§ **Exercise prompt**
Check every line of the entries that follow, and copy the ones containing "ResourceType".
++++++++++
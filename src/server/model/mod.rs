//! Server-side domain models and parameter types.
//!
//! This module contains domain models used throughout the service layer, representing
//! business entities and operation parameters. Domain models are converted from entity
//! models at the repository boundary and translated to DTOs by the assemblers. Parameter
//! types are validated against the field descriptors that affordances publish, so a form
//! rendered from an affordance and the server agree on every constraint.

pub mod coach;
pub mod hall;
pub mod role_coach;
pub mod team;
pub mod training_session;
pub mod validation;
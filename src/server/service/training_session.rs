use sea_orm::DatabaseConnection;

use crate::server::{
    data::{
        hall::HallRepository, team::TeamRepository, training_session::TrainingSessionRepository,
    },
    error::AppError,
    hypermedia::page::{Page, PageRequest},
    model::training_session::{
        CreateTrainingSessionParams, TrainingSession, UpdateTrainingSessionParams,
    },
};

pub struct TrainingSessionService<'a> {
    db: &'a DatabaseConnection,
}

impl<'a> TrainingSessionService<'a> {
    pub fn new(db: &'a DatabaseConnection) -> Self {
        Self { db }
    }

    /// Schedules a training session of an existing team in an existing hall
    ///
    /// # Returns
    /// - `Ok(TrainingSession)`: Created session with its hall
    /// - `Err(AppError::NotFound)`: Team or hall does not exist
    pub async fn create(
        &self,
        params: CreateTrainingSessionParams,
    ) -> Result<TrainingSession, AppError> {
        if !TeamRepository::new(self.db).exists_by_id(params.team_id).await? {
            return Err(AppError::NotFound(format!(
                "Team not found with id: {}",
                params.team_id
            )));
        }
        self.ensure_hall(params.hall_id).await?;

        let session = TrainingSessionRepository::new(self.db)
            .create(params)
            .await?;
        tracing::info!(
            "Created training session {:?} for team {}",
            session.id,
            session.team_id
        );

        Ok(session)
    }

    pub async fn get_by_id(&self, id: i32) -> Result<TrainingSession, AppError> {
        TrainingSessionRepository::new(self.db)
            .find_by_id(id)
            .await?
            .ok_or_else(|| not_found(id))
    }

    pub async fn get_paginated(
        &self,
        request: &PageRequest,
    ) -> Result<Page<TrainingSession>, AppError> {
        let (sessions, total) = TrainingSessionRepository::new(self.db)
            .get_paginated(request)
            .await?;

        let page = Page::new(sessions, request.page, request.size, total)?;

        Ok(page.with_sort(request.sort.clone()))
    }

    pub async fn get_all(&self) -> Result<Vec<TrainingSession>, AppError> {
        Ok(TrainingSessionRepository::new(self.db).get_all().await?)
    }

    /// Moves a session to another hall or time slot, skipping the write when nothing
    /// changed
    pub async fn update(
        &self,
        id: i32,
        params: UpdateTrainingSessionParams,
    ) -> Result<TrainingSession, AppError> {
        let repo = TrainingSessionRepository::new(self.db);
        let session = repo.find_by_id(id).await?.ok_or_else(|| not_found(id))?;

        if session.matches(&params) {
            tracing::debug!("Training session {} unchanged, skipping update", id);
            return Ok(session);
        }

        self.ensure_hall(params.hall_id).await?;

        let updated = repo.update(id, params).await?;
        tracing::info!("Updated training session {}", id);

        Ok(updated)
    }

    pub async fn delete(&self, id: i32) -> Result<(), AppError> {
        let rows = TrainingSessionRepository::new(self.db).delete(id).await?;
        if rows == 0 {
            return Err(not_found(id));
        }

        tracing::info!("Deleted training session {}", id);

        Ok(())
    }

    async fn ensure_hall(&self, hall_id: i32) -> Result<(), AppError> {
        match HallRepository::new(self.db).find_by_id(hall_id).await? {
            Some(_) => Ok(()),
            None => Err(AppError::NotFound(format!(
                "Hall not found with id: {}",
                hall_id
            ))),
        }
    }
}

fn not_found(id: i32) -> AppError {
    AppError::NotFound(format!("TrainingSession not found with id: {}", id))
}
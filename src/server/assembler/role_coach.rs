use crate::{
    model::role_coach::RoleCoachDto,
    server::{
        assembler::{
            coach::CoachAssembler,
            team::{ADD_ROLE_COACH, TEAM_OPERATIONS},
            Assembler, AssemblyContext,
        },
        error::assembly::AssemblyError,
        hypermedia::{
            affordance::{
                Affordance, AffordanceScope, HttpMethod, OperationDescriptor, OperationTable,
                Target,
            },
            capability::ADMIN,
            representation::EntityModel,
            resource::ResourceType,
        },
        model::role_coach::RoleCoach,
    },
};

/// Coach roles are created through the team's `addRoleCoach` operation, so only
/// deletion is offered here.
pub const ROLE_COACH_OPERATIONS: OperationTable = OperationTable {
    resource: ResourceType::RoleCoach,
    operations: &[OperationDescriptor {
        name: "deleteRoleCoach",
        method: HttpMethod::Delete,
        capability: ADMIN,
        scope: AffordanceScope::Item,
        target: Target::Item,
        fields: &[],
    }],
};

pub struct RoleCoachAssembler<'a> {
    ctx: AssemblyContext<'a>,
    team_id: Option<i32>,
}

impl<'a> RoleCoachAssembler<'a> {
    pub fn new(ctx: AssemblyContext<'a>) -> Self {
        Self { ctx, team_id: None }
    }

    /// Wrappers describe `/api/teams/{team_id}/role-coaches`.
    pub fn for_team(ctx: AssemblyContext<'a>, team_id: i32) -> Self {
        Self {
            ctx,
            team_id: Some(team_id),
        }
    }
}

impl Assembler for RoleCoachAssembler<'_> {
    type Domain = RoleCoach;
    type Dto = RoleCoachDto;

    const OPERATIONS: &'static OperationTable = &ROLE_COACH_OPERATIONS;

    fn context(&self) -> AssemblyContext<'_> {
        self.ctx
    }

    fn collection_path(&self) -> String {
        match self.team_id {
            Some(team_id) => format!("{}/{}/role-coaches", ResourceType::Team.path(), team_id),
            None => ResourceType::RoleCoach.path().to_string(),
        }
    }

    /// Team-scoped roles keep the team's order, so they cannot be sorted.
    fn sortable(&self) -> bool {
        self.team_id.is_none()
    }

    /// A team-scoped wrapper offers the team's `addRoleCoach` operation.
    fn wrapper_affordances(&self) -> Result<Vec<Affordance>, AssemblyError> {
        match self.team_id {
            Some(team_id) => {
                self.ctx
                    .selector()
                    .select_named(&TEAM_OPERATIONS, ADD_ROLE_COACH, Some(team_id))
            }
            None => self
                .ctx
                .selector()
                .select(Self::OPERATIONS, AffordanceScope::Collection, None),
        }
    }

    fn to_model(&self, role_coach: &RoleCoach) -> Result<EntityModel<RoleCoachDto>, AssemblyError> {
        let mut model = EntityModel::new(ResourceType::RoleCoach, role_coach.to_dto());
        model.add_link(self.ctx.self_link(Self::OPERATIONS, role_coach.id)?);
        model.add_link(self.ctx.collection_link(Self::OPERATIONS)?);
        model.add_link(self.ctx.related_link(
            ResourceType::Team.item_rel(),
            ResourceType::Team,
            Some(role_coach.team_id),
        )?);

        let coach = CoachAssembler::new(self.ctx).to_model(&role_coach.coach)?;
        model.embed_one(ResourceType::Coach.item_rel(), coach)?;

        Ok(model)
    }
}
++++++++++
§ **Exercise answer**
            resource::ResourceType,
    resource: ResourceType::RoleCoach,
            Some(team_id) => format!("{}/{}/role-coaches", ResourceType::Team.path(), team_id),
            None => ResourceType::RoleCoach.path().to_string(),
        let mut model = EntityModel::new(ResourceType::RoleCoach, role_coach.to_dto());
            ResourceType::Team.item_rel(),
            ResourceType::Team,
        model.embed_one(ResourceType::Coach.item_rel(), coach)?;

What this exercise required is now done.